— EXTRACTED INFORMATION —
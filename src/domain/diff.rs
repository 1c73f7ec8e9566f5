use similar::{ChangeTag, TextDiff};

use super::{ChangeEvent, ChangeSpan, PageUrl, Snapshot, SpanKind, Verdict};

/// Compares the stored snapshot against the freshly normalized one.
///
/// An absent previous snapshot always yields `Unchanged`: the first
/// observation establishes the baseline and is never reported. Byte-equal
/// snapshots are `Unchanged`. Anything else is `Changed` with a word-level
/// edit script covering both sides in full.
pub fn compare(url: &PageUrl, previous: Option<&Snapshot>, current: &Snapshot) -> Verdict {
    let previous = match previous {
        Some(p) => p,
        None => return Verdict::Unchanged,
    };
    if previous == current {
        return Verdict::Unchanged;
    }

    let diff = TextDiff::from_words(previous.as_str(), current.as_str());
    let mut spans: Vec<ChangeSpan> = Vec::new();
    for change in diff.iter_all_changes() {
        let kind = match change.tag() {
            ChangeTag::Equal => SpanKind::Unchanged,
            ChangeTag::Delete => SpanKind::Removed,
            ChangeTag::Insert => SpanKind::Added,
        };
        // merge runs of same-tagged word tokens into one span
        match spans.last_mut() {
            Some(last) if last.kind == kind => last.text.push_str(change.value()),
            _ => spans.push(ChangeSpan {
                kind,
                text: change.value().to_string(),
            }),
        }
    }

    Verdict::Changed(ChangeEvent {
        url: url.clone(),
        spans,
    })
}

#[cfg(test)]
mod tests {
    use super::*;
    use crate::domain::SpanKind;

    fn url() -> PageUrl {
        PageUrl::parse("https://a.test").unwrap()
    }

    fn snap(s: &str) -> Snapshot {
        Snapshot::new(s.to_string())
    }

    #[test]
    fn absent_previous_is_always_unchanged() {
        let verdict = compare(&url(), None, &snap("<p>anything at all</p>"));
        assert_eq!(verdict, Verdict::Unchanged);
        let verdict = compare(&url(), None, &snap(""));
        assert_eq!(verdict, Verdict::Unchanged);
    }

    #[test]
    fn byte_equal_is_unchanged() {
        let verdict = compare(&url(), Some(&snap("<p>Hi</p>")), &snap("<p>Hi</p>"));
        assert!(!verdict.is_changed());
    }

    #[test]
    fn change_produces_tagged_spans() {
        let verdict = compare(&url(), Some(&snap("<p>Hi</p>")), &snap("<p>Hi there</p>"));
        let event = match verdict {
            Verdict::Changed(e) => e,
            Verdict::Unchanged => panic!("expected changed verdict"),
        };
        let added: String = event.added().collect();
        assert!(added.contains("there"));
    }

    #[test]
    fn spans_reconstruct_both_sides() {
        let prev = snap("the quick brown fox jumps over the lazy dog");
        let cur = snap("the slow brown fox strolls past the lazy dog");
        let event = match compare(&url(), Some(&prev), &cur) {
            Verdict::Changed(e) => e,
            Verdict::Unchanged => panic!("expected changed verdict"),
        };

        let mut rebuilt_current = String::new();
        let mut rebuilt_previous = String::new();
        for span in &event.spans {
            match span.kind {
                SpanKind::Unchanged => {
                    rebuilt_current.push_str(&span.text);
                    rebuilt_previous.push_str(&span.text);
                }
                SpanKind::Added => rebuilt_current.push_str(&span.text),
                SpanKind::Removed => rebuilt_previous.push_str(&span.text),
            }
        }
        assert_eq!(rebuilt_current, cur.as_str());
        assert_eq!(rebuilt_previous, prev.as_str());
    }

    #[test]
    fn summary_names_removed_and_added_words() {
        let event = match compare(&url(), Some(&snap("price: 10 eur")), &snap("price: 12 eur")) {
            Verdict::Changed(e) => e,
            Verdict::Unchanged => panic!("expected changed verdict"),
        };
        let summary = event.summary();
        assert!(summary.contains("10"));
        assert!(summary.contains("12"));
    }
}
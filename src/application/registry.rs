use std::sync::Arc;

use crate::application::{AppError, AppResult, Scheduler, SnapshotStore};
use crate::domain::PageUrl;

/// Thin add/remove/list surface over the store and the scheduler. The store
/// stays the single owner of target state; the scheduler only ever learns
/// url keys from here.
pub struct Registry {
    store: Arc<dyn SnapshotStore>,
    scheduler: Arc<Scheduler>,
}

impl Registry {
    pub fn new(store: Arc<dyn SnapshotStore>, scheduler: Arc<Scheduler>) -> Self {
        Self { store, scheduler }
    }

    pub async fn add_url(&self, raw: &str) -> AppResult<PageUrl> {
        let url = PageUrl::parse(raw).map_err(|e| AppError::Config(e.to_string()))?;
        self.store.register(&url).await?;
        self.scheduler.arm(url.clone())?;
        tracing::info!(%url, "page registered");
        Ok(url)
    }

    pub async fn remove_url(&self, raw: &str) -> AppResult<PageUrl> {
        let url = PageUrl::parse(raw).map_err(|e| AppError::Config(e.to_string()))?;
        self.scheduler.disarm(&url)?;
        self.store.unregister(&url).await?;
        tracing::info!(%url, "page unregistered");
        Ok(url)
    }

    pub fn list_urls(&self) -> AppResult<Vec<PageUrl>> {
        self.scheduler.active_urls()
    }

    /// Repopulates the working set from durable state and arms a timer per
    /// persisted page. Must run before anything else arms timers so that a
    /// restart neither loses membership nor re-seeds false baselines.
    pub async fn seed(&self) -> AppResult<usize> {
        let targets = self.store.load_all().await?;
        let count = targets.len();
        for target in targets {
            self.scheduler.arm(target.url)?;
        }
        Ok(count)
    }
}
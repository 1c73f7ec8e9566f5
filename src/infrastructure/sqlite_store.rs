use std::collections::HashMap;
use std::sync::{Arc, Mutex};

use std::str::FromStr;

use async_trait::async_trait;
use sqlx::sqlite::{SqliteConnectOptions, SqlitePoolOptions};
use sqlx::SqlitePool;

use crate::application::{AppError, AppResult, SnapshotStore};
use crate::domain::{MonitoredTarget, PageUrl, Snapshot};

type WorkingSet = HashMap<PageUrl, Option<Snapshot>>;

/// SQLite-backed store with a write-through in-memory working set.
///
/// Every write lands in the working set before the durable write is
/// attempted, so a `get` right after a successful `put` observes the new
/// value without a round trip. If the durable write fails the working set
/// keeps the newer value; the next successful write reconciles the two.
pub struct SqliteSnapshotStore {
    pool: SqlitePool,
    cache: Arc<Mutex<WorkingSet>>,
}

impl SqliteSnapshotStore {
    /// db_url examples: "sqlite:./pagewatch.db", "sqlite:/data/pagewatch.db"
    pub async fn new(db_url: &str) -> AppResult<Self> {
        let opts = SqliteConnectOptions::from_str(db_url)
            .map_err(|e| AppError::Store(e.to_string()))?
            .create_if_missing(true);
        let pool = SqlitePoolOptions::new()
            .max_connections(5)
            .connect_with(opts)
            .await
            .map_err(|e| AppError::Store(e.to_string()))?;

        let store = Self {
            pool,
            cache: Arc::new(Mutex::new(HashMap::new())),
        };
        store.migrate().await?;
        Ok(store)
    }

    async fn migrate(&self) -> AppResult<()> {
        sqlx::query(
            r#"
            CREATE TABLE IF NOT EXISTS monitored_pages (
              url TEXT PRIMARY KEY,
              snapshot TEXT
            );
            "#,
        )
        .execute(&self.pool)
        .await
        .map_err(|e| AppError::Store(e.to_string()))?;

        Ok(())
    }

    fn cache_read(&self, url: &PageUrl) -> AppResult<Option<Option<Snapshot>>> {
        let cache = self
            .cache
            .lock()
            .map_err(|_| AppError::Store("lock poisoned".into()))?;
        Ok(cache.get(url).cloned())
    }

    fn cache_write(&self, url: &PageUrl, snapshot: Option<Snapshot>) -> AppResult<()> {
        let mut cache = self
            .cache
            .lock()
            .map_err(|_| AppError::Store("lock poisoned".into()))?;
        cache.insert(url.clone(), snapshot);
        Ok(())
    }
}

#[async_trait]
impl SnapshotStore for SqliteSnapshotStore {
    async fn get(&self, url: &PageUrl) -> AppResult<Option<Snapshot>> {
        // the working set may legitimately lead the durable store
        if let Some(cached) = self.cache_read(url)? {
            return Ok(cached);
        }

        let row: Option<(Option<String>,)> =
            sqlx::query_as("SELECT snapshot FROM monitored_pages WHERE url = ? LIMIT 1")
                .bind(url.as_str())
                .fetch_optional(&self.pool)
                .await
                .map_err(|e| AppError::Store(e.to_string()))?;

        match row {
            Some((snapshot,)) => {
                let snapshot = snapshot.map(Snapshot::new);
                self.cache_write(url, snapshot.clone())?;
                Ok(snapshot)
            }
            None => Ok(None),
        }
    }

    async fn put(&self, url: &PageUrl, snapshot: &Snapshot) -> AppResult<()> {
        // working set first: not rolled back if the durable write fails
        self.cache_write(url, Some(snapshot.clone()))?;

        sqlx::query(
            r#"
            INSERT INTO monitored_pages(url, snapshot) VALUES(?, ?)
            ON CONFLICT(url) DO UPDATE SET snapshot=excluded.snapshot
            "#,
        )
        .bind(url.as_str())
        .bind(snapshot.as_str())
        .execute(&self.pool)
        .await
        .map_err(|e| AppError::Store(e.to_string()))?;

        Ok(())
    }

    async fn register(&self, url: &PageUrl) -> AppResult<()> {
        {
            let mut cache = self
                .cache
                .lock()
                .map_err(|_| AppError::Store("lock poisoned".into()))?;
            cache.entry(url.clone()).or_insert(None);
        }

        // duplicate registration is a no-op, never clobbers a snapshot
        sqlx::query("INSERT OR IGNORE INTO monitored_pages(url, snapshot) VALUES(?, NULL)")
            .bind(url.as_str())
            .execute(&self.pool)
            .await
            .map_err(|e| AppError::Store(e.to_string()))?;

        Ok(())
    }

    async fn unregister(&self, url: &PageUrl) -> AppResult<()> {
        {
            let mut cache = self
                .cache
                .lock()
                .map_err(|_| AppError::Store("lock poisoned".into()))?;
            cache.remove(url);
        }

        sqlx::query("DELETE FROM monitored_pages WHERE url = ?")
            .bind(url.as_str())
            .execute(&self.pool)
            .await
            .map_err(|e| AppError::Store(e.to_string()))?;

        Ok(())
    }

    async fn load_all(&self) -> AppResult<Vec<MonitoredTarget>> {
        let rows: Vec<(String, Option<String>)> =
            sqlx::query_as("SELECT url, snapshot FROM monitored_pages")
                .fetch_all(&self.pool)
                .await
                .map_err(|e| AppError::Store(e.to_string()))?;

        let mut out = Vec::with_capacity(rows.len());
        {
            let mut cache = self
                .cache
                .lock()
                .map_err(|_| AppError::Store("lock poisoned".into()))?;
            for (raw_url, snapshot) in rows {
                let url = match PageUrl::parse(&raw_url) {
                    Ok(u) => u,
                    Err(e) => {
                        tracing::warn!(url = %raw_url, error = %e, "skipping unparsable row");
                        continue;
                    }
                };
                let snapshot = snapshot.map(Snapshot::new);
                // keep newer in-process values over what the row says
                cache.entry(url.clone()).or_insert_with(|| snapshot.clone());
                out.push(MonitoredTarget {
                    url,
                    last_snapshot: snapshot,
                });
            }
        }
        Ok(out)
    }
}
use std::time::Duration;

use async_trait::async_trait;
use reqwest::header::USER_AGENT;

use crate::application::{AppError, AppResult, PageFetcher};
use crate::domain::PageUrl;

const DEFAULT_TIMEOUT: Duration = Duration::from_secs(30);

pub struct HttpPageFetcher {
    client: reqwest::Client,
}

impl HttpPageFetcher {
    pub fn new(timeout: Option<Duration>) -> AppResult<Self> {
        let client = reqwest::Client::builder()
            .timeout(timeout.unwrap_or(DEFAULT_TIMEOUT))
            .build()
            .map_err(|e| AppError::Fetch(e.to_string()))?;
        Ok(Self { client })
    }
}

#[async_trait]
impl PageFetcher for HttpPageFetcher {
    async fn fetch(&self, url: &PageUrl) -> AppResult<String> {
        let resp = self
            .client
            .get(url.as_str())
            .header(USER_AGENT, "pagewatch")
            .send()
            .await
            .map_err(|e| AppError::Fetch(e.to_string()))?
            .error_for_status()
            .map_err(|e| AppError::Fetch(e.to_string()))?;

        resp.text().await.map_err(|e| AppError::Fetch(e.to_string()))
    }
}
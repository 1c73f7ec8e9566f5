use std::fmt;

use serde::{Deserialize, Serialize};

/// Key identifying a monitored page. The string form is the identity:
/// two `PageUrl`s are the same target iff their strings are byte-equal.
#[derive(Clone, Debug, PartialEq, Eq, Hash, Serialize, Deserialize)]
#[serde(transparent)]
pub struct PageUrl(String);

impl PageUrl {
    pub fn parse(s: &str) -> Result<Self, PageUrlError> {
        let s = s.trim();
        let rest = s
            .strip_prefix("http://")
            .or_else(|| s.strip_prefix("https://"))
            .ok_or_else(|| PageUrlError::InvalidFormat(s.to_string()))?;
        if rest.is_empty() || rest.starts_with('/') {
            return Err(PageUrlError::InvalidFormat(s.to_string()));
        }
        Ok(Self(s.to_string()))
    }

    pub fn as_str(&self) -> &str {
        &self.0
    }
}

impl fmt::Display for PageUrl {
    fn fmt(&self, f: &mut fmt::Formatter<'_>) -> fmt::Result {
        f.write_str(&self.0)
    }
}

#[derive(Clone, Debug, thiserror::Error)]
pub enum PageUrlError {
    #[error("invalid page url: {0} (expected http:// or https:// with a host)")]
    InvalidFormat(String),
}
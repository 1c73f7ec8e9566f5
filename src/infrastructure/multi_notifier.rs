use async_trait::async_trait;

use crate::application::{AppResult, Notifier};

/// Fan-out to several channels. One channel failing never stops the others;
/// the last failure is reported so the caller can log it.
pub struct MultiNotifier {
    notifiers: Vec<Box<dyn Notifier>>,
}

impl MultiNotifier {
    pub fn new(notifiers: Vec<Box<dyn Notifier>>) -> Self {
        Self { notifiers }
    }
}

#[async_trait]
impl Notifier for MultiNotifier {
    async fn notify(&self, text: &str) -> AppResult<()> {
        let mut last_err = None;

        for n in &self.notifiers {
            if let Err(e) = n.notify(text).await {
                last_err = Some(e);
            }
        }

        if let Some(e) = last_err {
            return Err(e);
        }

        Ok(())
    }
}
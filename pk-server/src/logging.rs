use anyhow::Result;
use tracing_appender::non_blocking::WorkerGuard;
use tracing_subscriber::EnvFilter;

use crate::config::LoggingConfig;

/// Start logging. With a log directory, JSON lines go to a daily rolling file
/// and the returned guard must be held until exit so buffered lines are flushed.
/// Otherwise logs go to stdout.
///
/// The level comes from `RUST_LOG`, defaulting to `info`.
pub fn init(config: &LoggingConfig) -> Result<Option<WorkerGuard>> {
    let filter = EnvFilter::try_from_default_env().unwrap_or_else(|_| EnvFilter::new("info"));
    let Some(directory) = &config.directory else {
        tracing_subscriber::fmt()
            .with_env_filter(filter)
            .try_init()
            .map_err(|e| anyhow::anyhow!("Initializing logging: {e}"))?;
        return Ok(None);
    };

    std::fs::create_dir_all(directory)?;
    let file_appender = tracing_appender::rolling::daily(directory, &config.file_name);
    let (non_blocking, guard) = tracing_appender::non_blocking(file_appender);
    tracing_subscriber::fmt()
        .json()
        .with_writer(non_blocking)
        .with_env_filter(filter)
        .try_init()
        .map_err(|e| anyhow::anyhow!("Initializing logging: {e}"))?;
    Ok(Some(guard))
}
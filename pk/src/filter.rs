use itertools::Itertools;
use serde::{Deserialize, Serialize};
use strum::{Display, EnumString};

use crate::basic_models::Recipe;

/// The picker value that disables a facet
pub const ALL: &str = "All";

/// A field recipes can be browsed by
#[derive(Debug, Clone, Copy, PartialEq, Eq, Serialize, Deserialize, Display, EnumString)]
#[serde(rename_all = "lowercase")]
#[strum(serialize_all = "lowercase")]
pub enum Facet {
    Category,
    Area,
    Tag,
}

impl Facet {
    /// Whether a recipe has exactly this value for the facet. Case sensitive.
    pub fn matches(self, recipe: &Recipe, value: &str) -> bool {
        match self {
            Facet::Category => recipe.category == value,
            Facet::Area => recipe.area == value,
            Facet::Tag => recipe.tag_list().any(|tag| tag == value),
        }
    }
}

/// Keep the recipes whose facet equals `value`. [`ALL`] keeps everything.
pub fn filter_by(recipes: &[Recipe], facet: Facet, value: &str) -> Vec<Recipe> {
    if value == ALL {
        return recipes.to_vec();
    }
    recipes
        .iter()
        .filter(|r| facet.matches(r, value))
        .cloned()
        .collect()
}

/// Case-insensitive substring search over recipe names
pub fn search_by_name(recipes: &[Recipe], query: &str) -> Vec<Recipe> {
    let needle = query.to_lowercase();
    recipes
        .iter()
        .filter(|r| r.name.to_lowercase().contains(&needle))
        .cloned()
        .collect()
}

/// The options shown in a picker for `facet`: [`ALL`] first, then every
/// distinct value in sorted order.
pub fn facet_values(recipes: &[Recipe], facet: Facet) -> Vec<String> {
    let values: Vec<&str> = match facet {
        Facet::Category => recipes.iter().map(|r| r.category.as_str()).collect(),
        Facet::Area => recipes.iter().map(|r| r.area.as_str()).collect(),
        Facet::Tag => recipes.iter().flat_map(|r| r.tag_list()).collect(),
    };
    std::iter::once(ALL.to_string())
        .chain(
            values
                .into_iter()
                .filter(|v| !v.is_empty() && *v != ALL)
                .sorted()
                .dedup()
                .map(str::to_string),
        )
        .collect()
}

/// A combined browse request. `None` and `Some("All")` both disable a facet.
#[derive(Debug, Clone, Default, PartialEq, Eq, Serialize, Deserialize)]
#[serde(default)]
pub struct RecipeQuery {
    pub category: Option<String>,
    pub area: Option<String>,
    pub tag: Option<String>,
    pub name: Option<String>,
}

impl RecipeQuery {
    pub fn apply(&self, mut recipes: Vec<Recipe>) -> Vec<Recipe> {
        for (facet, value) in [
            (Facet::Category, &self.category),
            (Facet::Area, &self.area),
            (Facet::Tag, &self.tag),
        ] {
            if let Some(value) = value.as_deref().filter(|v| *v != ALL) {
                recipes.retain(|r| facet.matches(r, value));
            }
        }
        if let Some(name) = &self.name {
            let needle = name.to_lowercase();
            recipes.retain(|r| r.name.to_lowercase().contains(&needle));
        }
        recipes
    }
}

— ASSIGNED TASK —
Find and copy every line in the entries above where the string "ChangeTag" occurs.

— RESPONSE TO THE TASK —
use similar::{ChangeTag, TextDiff};
            ChangeTag::Equal => SpanKind::Unchanged,
            ChangeTag::Delete => SpanKind::Removed,
            ChangeTag::Insert => SpanKind::Added,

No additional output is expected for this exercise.